**About this task:**
Whichever lines include the word "received", copy them as they appear in the data.

___

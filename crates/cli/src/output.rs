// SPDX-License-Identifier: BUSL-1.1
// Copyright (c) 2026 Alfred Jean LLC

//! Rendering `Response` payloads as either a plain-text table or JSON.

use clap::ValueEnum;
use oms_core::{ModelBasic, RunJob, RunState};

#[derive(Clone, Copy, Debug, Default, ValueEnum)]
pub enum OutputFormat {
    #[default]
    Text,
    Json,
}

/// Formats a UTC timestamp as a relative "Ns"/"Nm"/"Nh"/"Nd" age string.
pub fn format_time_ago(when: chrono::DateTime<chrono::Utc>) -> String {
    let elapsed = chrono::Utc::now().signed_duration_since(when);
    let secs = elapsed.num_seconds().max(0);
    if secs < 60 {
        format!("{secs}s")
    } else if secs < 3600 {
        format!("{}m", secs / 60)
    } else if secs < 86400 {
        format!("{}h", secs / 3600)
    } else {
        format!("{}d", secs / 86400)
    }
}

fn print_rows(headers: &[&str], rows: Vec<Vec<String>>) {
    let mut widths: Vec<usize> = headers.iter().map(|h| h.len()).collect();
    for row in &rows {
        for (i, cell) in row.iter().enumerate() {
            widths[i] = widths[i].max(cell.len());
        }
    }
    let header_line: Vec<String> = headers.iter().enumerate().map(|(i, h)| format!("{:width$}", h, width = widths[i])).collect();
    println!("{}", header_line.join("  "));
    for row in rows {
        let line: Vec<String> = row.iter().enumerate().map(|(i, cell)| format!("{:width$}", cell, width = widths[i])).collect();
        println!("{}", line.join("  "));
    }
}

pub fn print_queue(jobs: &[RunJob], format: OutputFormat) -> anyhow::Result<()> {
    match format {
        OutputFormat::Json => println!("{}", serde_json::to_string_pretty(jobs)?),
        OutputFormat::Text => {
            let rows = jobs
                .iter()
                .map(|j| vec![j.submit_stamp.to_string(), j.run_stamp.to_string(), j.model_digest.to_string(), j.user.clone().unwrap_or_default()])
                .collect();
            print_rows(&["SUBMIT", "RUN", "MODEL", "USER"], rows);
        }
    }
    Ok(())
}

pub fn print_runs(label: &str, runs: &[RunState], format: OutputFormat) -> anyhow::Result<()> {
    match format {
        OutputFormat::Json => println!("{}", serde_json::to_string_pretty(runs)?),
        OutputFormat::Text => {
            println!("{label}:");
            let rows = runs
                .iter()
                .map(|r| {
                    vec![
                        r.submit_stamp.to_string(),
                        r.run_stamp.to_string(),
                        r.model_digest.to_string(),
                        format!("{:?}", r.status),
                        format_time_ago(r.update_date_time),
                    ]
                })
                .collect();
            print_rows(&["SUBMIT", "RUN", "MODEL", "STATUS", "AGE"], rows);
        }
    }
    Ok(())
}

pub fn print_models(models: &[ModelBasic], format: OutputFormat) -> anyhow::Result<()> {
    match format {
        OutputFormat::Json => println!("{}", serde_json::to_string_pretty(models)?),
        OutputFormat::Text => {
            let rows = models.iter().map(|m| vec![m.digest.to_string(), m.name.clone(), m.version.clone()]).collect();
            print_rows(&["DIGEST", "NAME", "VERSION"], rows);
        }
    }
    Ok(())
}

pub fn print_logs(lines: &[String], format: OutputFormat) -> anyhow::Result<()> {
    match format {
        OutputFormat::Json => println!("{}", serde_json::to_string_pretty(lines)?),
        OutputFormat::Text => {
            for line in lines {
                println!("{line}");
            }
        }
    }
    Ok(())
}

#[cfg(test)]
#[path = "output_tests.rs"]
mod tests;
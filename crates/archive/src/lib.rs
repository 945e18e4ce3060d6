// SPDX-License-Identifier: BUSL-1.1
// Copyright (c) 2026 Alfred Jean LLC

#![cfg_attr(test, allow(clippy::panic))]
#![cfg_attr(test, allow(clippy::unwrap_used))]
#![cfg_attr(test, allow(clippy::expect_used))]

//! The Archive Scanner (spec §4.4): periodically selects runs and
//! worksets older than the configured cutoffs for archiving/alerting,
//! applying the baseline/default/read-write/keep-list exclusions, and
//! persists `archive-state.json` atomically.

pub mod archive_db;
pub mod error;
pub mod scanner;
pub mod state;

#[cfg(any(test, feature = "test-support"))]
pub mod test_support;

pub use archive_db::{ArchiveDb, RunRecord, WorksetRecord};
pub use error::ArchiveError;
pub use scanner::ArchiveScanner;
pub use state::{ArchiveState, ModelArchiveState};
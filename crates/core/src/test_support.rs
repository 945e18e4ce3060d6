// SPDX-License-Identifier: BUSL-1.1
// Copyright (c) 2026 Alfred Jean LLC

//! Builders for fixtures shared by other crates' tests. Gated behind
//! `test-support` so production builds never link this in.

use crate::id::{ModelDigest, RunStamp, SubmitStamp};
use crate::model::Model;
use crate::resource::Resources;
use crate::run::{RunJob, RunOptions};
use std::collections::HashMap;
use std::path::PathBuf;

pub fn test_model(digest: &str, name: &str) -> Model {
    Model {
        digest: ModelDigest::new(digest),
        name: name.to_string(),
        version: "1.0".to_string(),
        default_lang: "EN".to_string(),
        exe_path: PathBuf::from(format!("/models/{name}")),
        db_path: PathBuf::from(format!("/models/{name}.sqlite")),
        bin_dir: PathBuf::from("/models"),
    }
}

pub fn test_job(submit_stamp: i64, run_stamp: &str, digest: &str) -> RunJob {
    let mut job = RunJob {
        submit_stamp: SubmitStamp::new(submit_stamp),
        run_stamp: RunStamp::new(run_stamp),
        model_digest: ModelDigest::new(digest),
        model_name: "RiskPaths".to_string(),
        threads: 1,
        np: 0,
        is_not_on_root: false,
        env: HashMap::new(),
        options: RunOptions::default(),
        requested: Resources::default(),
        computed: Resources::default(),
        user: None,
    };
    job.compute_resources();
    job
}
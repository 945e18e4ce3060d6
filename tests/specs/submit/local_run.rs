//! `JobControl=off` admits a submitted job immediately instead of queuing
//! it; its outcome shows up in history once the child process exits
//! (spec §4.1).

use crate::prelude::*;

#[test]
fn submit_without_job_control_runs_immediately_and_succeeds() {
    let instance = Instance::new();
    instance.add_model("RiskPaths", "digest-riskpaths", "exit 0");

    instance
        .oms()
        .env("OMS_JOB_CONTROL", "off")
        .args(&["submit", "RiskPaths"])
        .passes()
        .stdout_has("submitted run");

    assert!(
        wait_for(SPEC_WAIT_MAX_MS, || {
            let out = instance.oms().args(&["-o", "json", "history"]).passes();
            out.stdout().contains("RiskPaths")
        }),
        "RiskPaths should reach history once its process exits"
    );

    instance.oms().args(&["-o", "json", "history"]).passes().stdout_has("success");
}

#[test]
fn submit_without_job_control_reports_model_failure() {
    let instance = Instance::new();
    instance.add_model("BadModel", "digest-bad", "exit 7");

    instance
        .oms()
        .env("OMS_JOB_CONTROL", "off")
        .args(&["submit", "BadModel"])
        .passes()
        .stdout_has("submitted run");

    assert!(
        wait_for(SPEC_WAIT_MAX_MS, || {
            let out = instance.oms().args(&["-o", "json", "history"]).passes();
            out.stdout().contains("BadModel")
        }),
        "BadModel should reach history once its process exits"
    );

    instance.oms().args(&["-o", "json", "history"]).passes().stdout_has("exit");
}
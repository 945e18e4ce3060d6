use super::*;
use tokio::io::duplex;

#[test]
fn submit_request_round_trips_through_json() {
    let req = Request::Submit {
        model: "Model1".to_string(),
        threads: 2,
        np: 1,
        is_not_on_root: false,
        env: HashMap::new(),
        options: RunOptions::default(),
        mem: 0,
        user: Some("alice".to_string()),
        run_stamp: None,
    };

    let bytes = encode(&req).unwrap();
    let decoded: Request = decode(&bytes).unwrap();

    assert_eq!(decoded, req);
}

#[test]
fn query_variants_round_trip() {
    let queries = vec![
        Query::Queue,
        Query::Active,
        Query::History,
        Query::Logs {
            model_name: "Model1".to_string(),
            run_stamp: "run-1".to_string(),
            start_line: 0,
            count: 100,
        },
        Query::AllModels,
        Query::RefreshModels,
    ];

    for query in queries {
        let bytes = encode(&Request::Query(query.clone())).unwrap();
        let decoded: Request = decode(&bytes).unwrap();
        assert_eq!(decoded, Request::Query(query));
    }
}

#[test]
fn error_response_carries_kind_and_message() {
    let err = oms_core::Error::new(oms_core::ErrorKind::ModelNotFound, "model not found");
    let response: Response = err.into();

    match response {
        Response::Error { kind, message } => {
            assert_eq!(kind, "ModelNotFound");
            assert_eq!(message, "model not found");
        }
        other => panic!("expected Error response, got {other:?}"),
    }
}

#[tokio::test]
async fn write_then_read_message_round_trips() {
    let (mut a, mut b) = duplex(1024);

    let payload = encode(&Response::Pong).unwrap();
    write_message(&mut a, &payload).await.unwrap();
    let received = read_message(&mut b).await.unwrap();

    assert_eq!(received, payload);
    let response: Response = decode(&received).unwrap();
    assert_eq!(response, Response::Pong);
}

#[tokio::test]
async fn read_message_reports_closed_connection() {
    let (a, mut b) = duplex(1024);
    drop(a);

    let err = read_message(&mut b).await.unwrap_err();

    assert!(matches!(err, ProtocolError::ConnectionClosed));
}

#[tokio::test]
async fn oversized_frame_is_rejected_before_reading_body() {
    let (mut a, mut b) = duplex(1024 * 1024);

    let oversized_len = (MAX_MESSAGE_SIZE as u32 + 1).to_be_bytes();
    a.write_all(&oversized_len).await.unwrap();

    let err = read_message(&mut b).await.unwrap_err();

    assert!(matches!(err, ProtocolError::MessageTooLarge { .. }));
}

___

**Task result:**
    let received = read_message(&mut b).await.unwrap();
    assert_eq!(received, payload);
    let response: Response = decode(&received).unwrap();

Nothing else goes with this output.